A Orquestra Sinfônica Nacional está se preparando para ocupar o centro do palco no lendário Hollywood Bowl em Los Angeles, enquanto o Kennedy Center em Washington DC se prepara para um Fechamento exigido por Trump.
O NSO fará sua estreia no Hollywood Bowl no dia 18 de agosto às 20h, apresentando a nova peça de Peter Boyer, American Mosaic, como parte da celebração do America 250.
A peça homenageia a cultura diversificada da América e é especialmente significativa para DC e Los Angeles, duas cidades que representam diferentes partes da história do país.
Jean Davidson, Diretor Executivo da Orquestra Sinfônica Nacional, disse: “Fazer nossa estreia no Hollywood Bowl é um momento marcante para a Orquestra Sinfônica Nacional.
“Trazer um novo e poderoso trabalho americano como American Mosaic para um dos palcos mais icônicos do país reflete nosso compromisso de compartilhar a amplitude da voz musical da América com as comunidades de todo o país.
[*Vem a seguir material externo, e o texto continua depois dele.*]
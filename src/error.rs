//! Error types shared across the crate.

use canvas::codec::CodecError;

/// A configuration value is missing or unusable.
#[derive(Debug, Clone, PartialEq, Eq, thiserror::Error)]
pub enum ConfigError {
    /// A required variable is not set.
    #[error("missing configuration: {var} is not set")]
    Missing { var: &'static str },

    /// A variable is set but cannot be parsed.
    #[error("invalid {var} value '{value}': {reason}")]
    Invalid { var: &'static str, value: String, reason: &'static str },
}

/// A layout could not be fetched from or stored to the backend.
#[derive(Debug, thiserror::Error)]
pub enum StoreError {
    /// The target string is not `page:<id>` or `org-chart`.
    #[error("invalid layout target '{0}' (expected page:<id> or org-chart)")]
    InvalidTarget(String),

    /// The underlying HTTP client could not be constructed.
    #[error("HTTP client build failed: {0}")]
    HttpClientBuild(String),

    /// The request never got a response (connect failure, timeout).
    #[error("request failed: {0}")]
    Request(String),

    /// The backend answered with a non-success status.
    #[error("backend returned status {status}")]
    Status { status: u16, body: String },

    /// The backend answered with something other than a JSON record.
    #[error("response parse failed: {0}")]
    Parse(String),

    /// The layout could not be encoded or decoded.
    #[error(transparent)]
    Codec(#[from] CodecError),
}

/// The local layout cache could not be read or written.
#[derive(Debug, thiserror::Error)]
pub enum CacheError {
    #[error("cache I/O failed: {0}")]
    Io(#[from] std::io::Error),

    #[error("cached layout is not valid JSON: {0}")]
    Json(#[from] serde_json::Error),
}
//! Backend collaborator: where each layout lives and how to move it.
//!
//! Layouts are a single JSON field on an ordinary CMS record. Loading reads
//! the record and pulls that field out; saving replaces the whole field. There
//! is no partial update.

use std::fmt;
use std::str::FromStr;
use std::time::Duration;

use async_trait::async_trait;
use reqwest::Method;
use serde_json::{Map, Value};

use crate::config::AdminConfig;
use crate::error::StoreError;

/// Envelope key some backend endpoints wrap their record in.
const DATA_KEY: &str = "data";

/// A layout the admin can edit.
#[derive(Debug, Clone, PartialEq, Eq, Hash)]
pub enum LayoutTarget {
    /// The builder layout of one page.
    Page(String),
    /// The governance org chart.
    OrgChart,
}

impl LayoutTarget {
    /// Record path relative to the API root.
    #[must_use]
    pub fn path(&self) -> String {
        match self {
            Self::Page(id) => format!("/pages/{id}"),
            Self::OrgChart => "/governance/org-chart".to_owned(),
        }
    }

    /// Record field holding the layout.
    #[must_use]
    pub fn field(&self) -> &'static str {
        match self {
            Self::Page(_) => "layout",
            Self::OrgChart => "chart",
        }
    }

    /// File-system-safe name for the local cache.
    #[must_use]
    pub fn cache_key(&self) -> String {
        match self {
            Self::Page(id) => format!("page-{id}"),
            Self::OrgChart => "org-chart".to_owned(),
        }
    }
}

impl fmt::Display for LayoutTarget {
    fn fmt(&self, f: &mut fmt::Formatter<'_>) -> fmt::Result {
        match self {
            Self::Page(id) => write!(f, "page:{id}"),
            Self::OrgChart => f.write_str("org-chart"),
        }
    }
}

impl FromStr for LayoutTarget {
    type Err = StoreError;

    /// Parses `page:<id>` (id of letters, digits, `-` or `_`) or `org-chart`.
    fn from_str(s: &str) -> Result<Self, Self::Err> {
        let s = s.trim();
        if s.eq_ignore_ascii_case("org-chart") || s.eq_ignore_ascii_case("orgchart") {
            return Ok(Self::OrgChart);
        }
        match s.strip_prefix("page:") {
            Some(id) if is_valid_page_id(id) => Ok(Self::Page(id.to_owned())),
            _ => Err(StoreError::InvalidTarget(s.to_owned())),
        }
    }
}

fn is_valid_page_id(id: &str) -> bool {
    !id.is_empty() && id.chars().all(|c| c.is_ascii_alphanumeric() || c == '-' || c == '_')
}

/// Loads and saves whole layout fields. Enables mocking in tests.
#[async_trait]
pub trait LayoutStore: Send + Sync {
    /// Fetch the stored layout field. A record without the field yields
    /// `Value::Null`, which decodes as an empty layout.
    ///
    /// # Errors
    ///
    /// Returns a [`StoreError`] if the request fails or the response is not a record.
    async fn fetch(&self, target: &LayoutTarget) -> Result<Value, StoreError>;

    /// Replace the stored layout field.
    ///
    /// # Errors
    ///
    /// Returns a [`StoreError`] if the request fails or the backend rejects it.
    async fn store(&self, target: &LayoutTarget, layout: &Value) -> Result<(), StoreError>;
}

/// [`LayoutStore`] over the CMS REST API.
pub struct HttpLayoutStore {
    http: reqwest::Client,
    base_url: String,
    token: Option<String>,
    layout_as_string: bool,
}

impl HttpLayoutStore {
    /// # Errors
    ///
    /// Returns [`StoreError::HttpClientBuild`] if the HTTP client cannot be built.
    pub fn new(config: &AdminConfig) -> Result<Self, StoreError> {
        let http = reqwest::Client::builder()
            .timeout(Duration::from_secs(config.timeouts.request_secs))
            .connect_timeout(Duration::from_secs(config.timeouts.connect_secs))
            .build()
            .map_err(|e| StoreError::HttpClientBuild(e.to_string()))?;
        Ok(Self {
            http,
            base_url: config.api_base_url.trim_end_matches('/').to_owned(),
            token: config.api_token.clone(),
            layout_as_string: config.layout_as_string,
        })
    }

    /// Full URL of the record behind `target`.
    #[must_use]
    pub fn url(&self, target: &LayoutTarget) -> String {
        format!("{}{}", self.base_url, target.path())
    }

    async fn send(&self, method: Method, target: &LayoutTarget, body: Option<&Value>) -> Result<String, StoreError> {
        let url = self.url(target);
        let request = self.http.request(method.clone(), &url);
        let request = match &self.token {
            Some(token) => request.bearer_auth(token),
            None => request,
        };
        let request = match body {
            Some(json) => request.json(json),
            None => request,
        };

        let response = request.send().await.map_err(|e| StoreError::Request(e.to_string()))?;
        let status = response.status().as_u16();
        let text = response.text().await.map_err(|e| StoreError::Request(e.to_string()))?;

        if !(200..300).contains(&status) {
            tracing::warn!(%method, %url, status, "layout request rejected");
            return Err(StoreError::Status { status, body: text });
        }
        tracing::debug!(%method, %url, status, bytes = text.len(), "layout request ok");
        Ok(text)
    }
}

#[async_trait]
impl LayoutStore for HttpLayoutStore {
    async fn fetch(&self, target: &LayoutTarget) -> Result<Value, StoreError> {
        let text = self.send(Method::GET, target, None).await?;
        let record: Value = serde_json::from_str(&text).map_err(|e| StoreError::Parse(e.to_string()))?;
        extract_layout(record, target.field())
    }

    async fn store(&self, target: &LayoutTarget, layout: &Value) -> Result<(), StoreError> {
        let body = layout_body(target.field(), layout, self.layout_as_string);
        self.send(Method::PUT, target, Some(&body)).await?;
        Ok(())
    }
}

/// Pull `field` out of a fetched record, looking inside a `data` envelope
/// when the record itself does not carry it.
pub(crate) fn extract_layout(record: Value, field: &str) -> Result<Value, StoreError> {
    let Value::Object(mut record) = record else {
        return Err(StoreError::Parse("expected a JSON object record".to_owned()));
    };
    if let Some(layout) = record.remove(field) {
        return Ok(layout);
    }
    match record.remove(DATA_KEY) {
        Some(Value::Object(mut data)) => Ok(data.remove(field).unwrap_or(Value::Null)),
        _ => Ok(Value::Null),
    }
}

/// Request body replacing `field` with `layout`.
pub(crate) fn layout_body(field: &str, layout: &Value, as_string: bool) -> Value {
    let value = if as_string { Value::String(layout.to_string()) } else { layout.clone() };
    let mut body = Map::new();
    body.insert(field.to_owned(), value);
    Value::Object(body)
}

#[cfg(test)]
#[path = "store_test.rs"]
mod tests;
Não poderíamos estar mais entusiasmados em nos apresentar lá pela primeira vez.”
A aparência de destaque da Costa Oeste chega em um momento transformador para a casa da orquestra.
A transição começou no final do ano passado, quando o Presidente Trump anunciou o seu plano de mudar o nome do edifício, colocando o seu nome na frente principal à frente do de Kennedy, o que atraiu forte oposição de membros do Congresso e de vários membros da família Kennedy.
Desde o regresso de Trump à Casa Branca, o Kennedy Center tornou-se o mais recente de uma série de marcos de DC marcados por mudanças dramáticas.
Ele já demoliu a Ala Leste da Casa Branca para construir um luxuoso salão de baile de US$ 400 milhões, está pressionando por um grande arco perto do Lincoln Memorial e agora está de olho no Aeroporto Internacional Washington Dulles.
A situação atingiu um ponto de viragem em 1 de fevereiro, quando Trump anunciou planos para fechar o Kennedy Center por dois anos, a partir de julho, para construção.
Ele deu a notícia nas redes sociais depois de onda de cancelamentos de artistas e grupos de alto desempenhodesencadeado pela destituição da liderança anterior e pela adição de seu próprio nome ao edifício.
Trump escreveu: “Esta importante decisão, baseada na contribuição de muitos especialistas altamente respeitados, transformará um Centro cansado, quebrado e dilapidado, que está em más condições, tanto financeiramente como estruturalmente, durante muitos anos, num bastião de artes, música e entretenimento de classe mundial”.
Sua decisão de renovar o Kennedy Center provocou reaçãoperturbando um local adorado que começou como um centro cultural nacional e mais tarde foi rededicado como um memorial vivo ao presidente John F. Kennedy.
Desde a sua inauguração em 1971, o centro tem sido um lar de artes durante todo o ano, acolhendo a Orquestra Sinfónica Nacional e muitas apresentações.
Após o anúncio, a Ópera Nacional de Washington disse que também retirará as apresentações do Kennedy Center, outra saída de destaque após a tomada pelo presidente do principal local de artes cênicas da capital dos EUA.